■狂言名曲紹介
蝸牛
山伏 「そなたは真実、カタツムリを尋ぬるの。
太郎 「真実、尋ねます。
山伏 「何を隠そう、身共でおりゃる。
太郎 「ヤアヤア、すればこなたが、カタツムリ殿、でおりゃるか。
山伏 「なかなか。
【小名狂言】

◆登場人物
 シテ 山伏
 アド 主
 アド 太郎冠者

◆概要
 「駆け出」の山伏というのが、まず登場します。「駆け出」とは、駆け出しという意味で、まだ初心者マークの、という意味です。宿を出たのが早かったのでさっそく眠くなった、というて、適当な藪を見つけて横になります。

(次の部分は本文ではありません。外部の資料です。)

pub mod client;
#[cfg(test)]
pub mod mock;
pub mod models;

use async_trait::async_trait;

use crate::models::{Account, TransferRequest, UserProfile};

pub use client::BankClient;
pub use models::{
    AccountLookupRequest, ApiError, FeeRequest, FeeResponse, LookupResponse, NotificationRequest,
    PinStatusResponse, PinVerifyResponse, RoutingLookupRequest, SetPinRequest,
    TransferCreatedResponse, VerifyPinRequest,
};

/// Everything the transfer flow needs from the bank backend.
///
/// [`BankClient`] is the HTTP implementation; services only ever see this trait.
#[async_trait]
pub trait BankApi: Send + Sync {
    async fn get_profile(&self) -> Result<UserProfile, ApiError>;

    async fn list_accounts(&self) -> Result<Vec<Account>, ApiError>;

    async fn transfer_pin_status(&self) -> Result<PinStatusResponse, ApiError>;

    async fn set_transfer_pin(&self, request: &SetPinRequest) -> Result<(), ApiError>;

    async fn verify_transfer_pin(
        &self,
        request: &VerifyPinRequest,
    ) -> Result<PinVerifyResponse, ApiError>;

    async fn calculate_fee(&self, request: &FeeRequest) -> Result<FeeResponse, ApiError>;

    async fn validate_account_number(
        &self,
        request: &AccountLookupRequest,
    ) -> Result<LookupResponse, ApiError>;

    async fn validate_routing_number(
        &self,
        request: &RoutingLookupRequest,
    ) -> Result<LookupResponse, ApiError>;

    async fn create_transfer(
        &self,
        request: &TransferRequest,
    ) -> Result<TransferCreatedResponse, ApiError>;

    async fn create_notification(&self, request: &NotificationRequest) -> Result<(), ApiError>;
}
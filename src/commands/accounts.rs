use crate::services::TransferWizard;
use crate::utils::{format_money, Table};

pub fn execute(wizard: &TransferWizard) -> String {
    if wizard.accounts_loading() {
        return "⏳ Loading accounts...".to_string();
    }
    if wizard.accounts().is_empty() {
        return "No active accounts available".to_string();
    }

    let selected = wizard.draft().from_account_id.as_deref();
    let mut table = Table::new(vec!["", "ID", "Account", "Balance"]).align_right(3);
    for account in wizard.accounts() {
        let marker = if Some(account.id.as_str()) == selected { "*" } else { "" };
        table.add_row(vec![
            marker.to_string(),
            account.id.clone(),
            account.display_label(),
            format_money(account.balance, &account.currency),
        ]);
    }

    format!("{}\n* = selected source account", table.render())
}
//! Account Selector

use std::sync::Arc;

use tracing::debug;

use crate::api::bank::{ApiError, BankApi};
use crate::models::Account;

pub struct AccountSelector {
    api: Arc<dyn BankApi>,
}

impl AccountSelector {
    pub fn new(api: Arc<dyn BankApi>) -> Self {
        Self { api }
    }

    /// Load the user's accounts, keeping only the ones that can be used in a transfer
    pub async fn load_accounts(&self) -> Result<Vec<Account>, ApiError> {
        let accounts = self.api.list_accounts().await?;
        let total = accounts.len();
        let active: Vec<Account> = accounts.into_iter().filter(Account::is_active).collect();
        debug!("Loaded {} accounts ({} active)", total, active.len());
        Ok(active)
    }
}

/// Active account with the highest balance. Ties go to the account listed first.
pub fn default_account(accounts: &[Account]) -> Option<&Account> {
    accounts
        .iter()
        .filter(|a| a.is_active())
        .fold(None, |best: Option<&Account>, account| match best {
            Some(b) if b.balance >= account.balance => Some(b),
            _ => Some(account),
        })
}

#[cfg(test)]
mod tests {
    use super::*;
    use crate::api::bank::mock::{account, MockBank};
    use crate::models::AccountStatus;

    #[test]
    fn test_highest_balance_wins() {
        let accounts = vec![
            account("A", 100, AccountStatus::Active),
            account("B", 500, AccountStatus::Active),
        ];
        assert_eq!(default_account(&accounts).map(|a| a.id.as_str()), Some("B"));
    }

    #[test]
    fn test_inactive_accounts_are_never_default() {
        let accounts = vec![
            account("A", 100, AccountStatus::Active),
            account("F", 90_000, AccountStatus::Frozen),
        ];
        assert_eq!(default_account(&accounts).map(|a| a.id.as_str()), Some("A"));
        assert!(default_account(&[]).is_none());
    }

    #[test]
    fn test_tie_keeps_first() {
        let accounts = vec![
            account("A", 300, AccountStatus::Active),
            account("B", 300, AccountStatus::Active),
        ];
        assert_eq!(default_account(&accounts).map(|a| a.id.as_str()), Some("A"));
    }

    #[tokio::test]
    async fn test_load_filters_inactive() {
        let bank = Arc::new(MockBank::new().with_accounts(vec![
            account("A", 100, AccountStatus::Active),
            account("C", 700, AccountStatus::Closed),
            account("B", 500, AccountStatus::Active),
        ]));
        let selector = AccountSelector::new(bank);

        let active = selector.load_accounts().await.expect("accounts");
        let ids: Vec<&str> = active.iter().map(|a| a.id.as_str()).collect();
        assert_eq!(ids, vec!["A", "B"]);
    }
}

 いつものように太郎冠者とその主人が登場します。主人は「叔父じゃ人」の長寿を願い、カタツムリを叔父じゃ人に進呈したいので、オマエ行ってとってこい、と太郎冠者に命じます。太郎冠者はカタツムリを知らぬとのべてその旨たずねると、主人はカタツムリの特徴を教えます。まず@頭が黒いもので、A腰に貝をつけている、そしてB角を出す、ものじゃと言い含めます。また、年月を経たものは人ほどもあると述べます。
 藪に行ったら居るので立派なのを取ってこい、はよ行けと命じられた太郎冠者は、主人のせっかちさにぼいぼい呟きながら藪へ行き、カタツムリを探します。すると、山伏が目の前に眠っている。太郎冠者は、「ときん」をつけている山伏を眺めて、「頭が黒いあなたは、もしかしてカタツムリさん?」と尋ねます。カタツムリかと尋ねられた山伏は最初びっくりしますが、いたずら心がでてきて、ひとつ太郎冠者を担いでやろうと思い付きます。
 「身共こそ、カタツムリでおりゃる!」
と名乗り、その証拠をみせてくれと尋ねる太郎冠者に、@頭が黒い、とはこの頭につけた「ときん」のことで、A腰に貝をつけている、とはこの腰に付けた貝袋のことだと答えます。「ところで角は?」と太郎冠者に畳みかけられて若干詰まりますが、篠掛(すずかけ)といって山伏が肩から提げた装束を頭に持ち上げてごまかします。
 これはまた大きなカタツムリを獲たと喜ぶ太郎冠者は、是非ウチに来てくれと山伏に頼みますが、山伏は「タダでは行けぬ」、藪を出ていくには、囃しものがなけりゃだめだ、囃しもので行くならば、行ってもいいといって太郎冠者に囃しを所望します。どう囃しますか?と尋ねる太郎冠者に山伏は「雨も風も吹かぬに、出ざ釜打ち割ろう、出ざ釜打ち割ろう」というて囃せといいます。囃しものは得意じゃというて太郎冠者が喜んで囃すに乗って、山伏も「でんでんむしむし、でんでんむしむし」と踊りまわります。

 なかなか太郎冠者が帰ってこないので心配した主人が藪にきてみると、太郎冠者が山伏と踊り狂っている、聞けば太郎冠者「上々のカタツムリを手に入れましたので、おっつけ連れて帰ります」といいます。オマエあれは山伏で、まんまと担がれているではないかと主人は述べ、二人して山伏を打擲してやろうとしますが、なんど抗おうとしても「でんでんむしむし」のリズムに巻き込まれてしまい、囃し合いながら退場します。

◆みどころ
 やはり「雨も風も吹かぬに出な釜打ち割ろう」「でんでんむしむし」と囃すところで、リズム感あふれる演者に出会うたならば、観劇後もしばらくくせになるほどの魅力があります。